═══ DATASET CONTENT ═══

//! Batch orchestration: suggest, resolve, rename.
//!
//! Files are processed strictly in caller order because each resolution
//! depends on the names chosen for earlier files: one ClaimedNames set per
//! target directory, seeded from the directory listing and grown as plans
//! are finalized. Per-file failures are collected, never aborting the rest
//! of the batch.

use std::collections::HashMap;
use std::fs;
use std::path::{Path, PathBuf};
use tracing::{debug, info, warn};

use crate::config::Config;
use crate::errors::RenamerError;
use crate::resolver::{resolve_unique, ClaimedNames};
use crate::shutdown;
use crate::suggest::{Suggester, FALLBACK_STEM};

/// One planned rename: where the file is now and where it should end up.
#[derive(Debug, Clone, PartialEq, Eq)]
pub struct RenamePlan {
    pub source: PathBuf,
    /// Final unique name, extension included.
    pub new_name: String,
    pub new_path: PathBuf,
}

impl RenamePlan {
    /// True when the suggestion matched the file's current name.
    pub fn is_noop(&self) -> bool {
        self.new_path == self.source
    }
}

/// Result of planning a whole batch: the renames to perform plus the files
/// that could not be planned at all.
#[derive(Debug, Default)]
pub struct BatchPlan {
    pub plans: Vec<RenamePlan>,
    pub failures: Vec<(PathBuf, RenamerError)>,
}

/// Result of applying one plan.
#[derive(Debug)]
pub struct RenameOutcome {
    pub plan: RenamePlan,
    pub result: Result<(), RenamerError>,
}

fn attach_ext(stem: &str, ext: Option<&str>) -> String {
    match ext {
        Some(e) => format!("{stem}.{e}"),
        None => stem.to_string(),
    }
}

/// Suggest a stem for `source`, degrading to FALLBACK_STEM when the
/// suggester fails so a candidate always exists.
fn initial_stem(suggester: &dyn Suggester, source: &Path) -> String {
    match suggester.suggest(source) {
        Ok(stem) if !stem.is_empty() => stem,
        Ok(_) => FALLBACK_STEM.to_string(),
        Err(e) => {
            warn!(code = e.code(), file = %source.display(), error = %e, "suggestion failed; using fallback stem");
            FALLBACK_STEM.to_string()
        }
    }
}

/// Plan new names for `files` in the given order.
///
/// Each file keeps its extension; the suggested stem goes through the
/// uniqueness resolver against the running claimed set of its directory.
/// A suggestion equal to the file's current name is accepted as a no-op
/// (the file already has the name it would be given).
pub fn plan_batch(files: &[PathBuf], suggester: &dyn Suggester) -> BatchPlan {
    let mut out = BatchPlan::default();
    // One claimed set per directory, seeded lazily on first use.
    let mut claims: HashMap<PathBuf, ClaimedNames> = HashMap::new();

    for source in files {
        if shutdown::is_requested() {
            out.failures
                .push((source.clone(), RenamerError::Interrupted));
            continue;
        }

        let meta = match fs::symlink_metadata(source) {
            Ok(m) => m,
            Err(_) => {
                out.failures
                    .push((source.clone(), RenamerError::SourceNotFound(source.clone())));
                continue;
            }
        };
        if !meta.is_file() {
            out.failures
                .push((source.clone(), RenamerError::NotAFile(source.clone())));
            continue;
        }

        let dir = source
            .parent()
            .filter(|p| !p.as_os_str().is_empty())
            .map(Path::to_path_buf)
            .unwrap_or_else(|| PathBuf::from("."));
        let claimed = claims.entry(dir.clone()).or_insert_with(|| {
            let mut set = ClaimedNames::host_default();
            if let Err(e) = set.seed_from_dir(&dir) {
                warn!(dir = %dir.display(), error = %e, "could not list directory; uniqueness limited to this batch");
            }
            set
        });

        let ext = source.extension().and_then(|e| e.to_str());
        let current_name = source
            .file_name()
            .map(|n| n.to_string_lossy().into_owned())
            .unwrap_or_default();

        let candidate = attach_ext(&initial_stem(suggester, source), ext);

        let final_name = if candidate == current_name {
            // Suggestion matches what the file is already called.
            candidate
        } else {
            resolve_unique(&candidate, claimed, || {
                suggester
                    .suggest(source)
                    .ok()
                    .filter(|stem| !stem.is_empty())
                    .map(|stem| attach_ext(&stem, ext))
            })
        };

        claimed.insert(&final_name);
        let new_path = dir.join(&final_name);
        debug!(source = %source.display(), new_name = %final_name, "planned rename");
        out.plans.push(RenamePlan {
            source: source.clone(),
            new_name: final_name,
            new_path,
        });
    }

    out
}

/// Perform the planned renames, in order. Failures are recorded per file and
/// the batch keeps going; only a user interrupt stops early (remaining plans
/// are marked Interrupted).
pub fn apply_renames(cfg: &Config, plans: Vec<RenamePlan>) -> Vec<RenameOutcome> {
    let mut outcomes = Vec::with_capacity(plans.len());
    let mut interrupted = false;

    for plan in plans {
        if interrupted || shutdown::is_requested() {
            interrupted = true;
            outcomes.push(RenameOutcome {
                plan,
                result: Err(RenamerError::Interrupted),
            });
            continue;
        }

        let result = apply_one(cfg, &plan);
        if let Err(e) = &result {
            warn!(code = e.code(), source = %plan.source.display(), error = %e, "rename failed");
        }
        outcomes.push(RenameOutcome { plan, result });
    }

    outcomes
}

fn apply_one(cfg: &Config, plan: &RenamePlan) -> Result<(), RenamerError> {
    if plan.is_noop() {
        info!(path = %plan.source.display(), "name unchanged; nothing to do");
        return Ok(());
    }
    if cfg.dry_run {
        info!(src = %plan.source.display(), dest = %plan.new_path.display(), "dry-run: would rename");
        return Ok(());
    }

    if !plan.source.exists() {
        return Err(RenamerError::SourceNotFound(plan.source.clone()));
    }
    // std::fs::rename clobbers an existing destination on Unix; the plan's
    // uniqueness guarantee only covered planning time, so re-check here.
    if plan.new_path.exists() {
        return Err(RenamerError::DestinationExists(plan.new_path.clone()));
    }

    fs::rename(&plan.source, &plan.new_path).map_err(|e| match e.kind() {
        std::io::ErrorKind::NotFound => RenamerError::SourceNotFound(plan.source.clone()),
        std::io::ErrorKind::PermissionDenied => RenamerError::PermissionDenied {
            path: plan.source.clone(),
            context: e.to_string(),
        },
        std::io::ErrorKind::AlreadyExists => RenamerError::DestinationExists(plan.new_path.clone()),
        _ => RenamerError::PermissionDenied {
            path: plan.source.clone(),
            context: e.to_string(),
        },
    })?;

    info!(src = %plan.source.display(), dest = %plan.new_path.display(), "renamed");
    Ok(())
}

═══

YOUR TASK:
Nothing except a number is needed: how many lines of the entries contain the word "seeded"?

WRITTEN SOLUTION:
2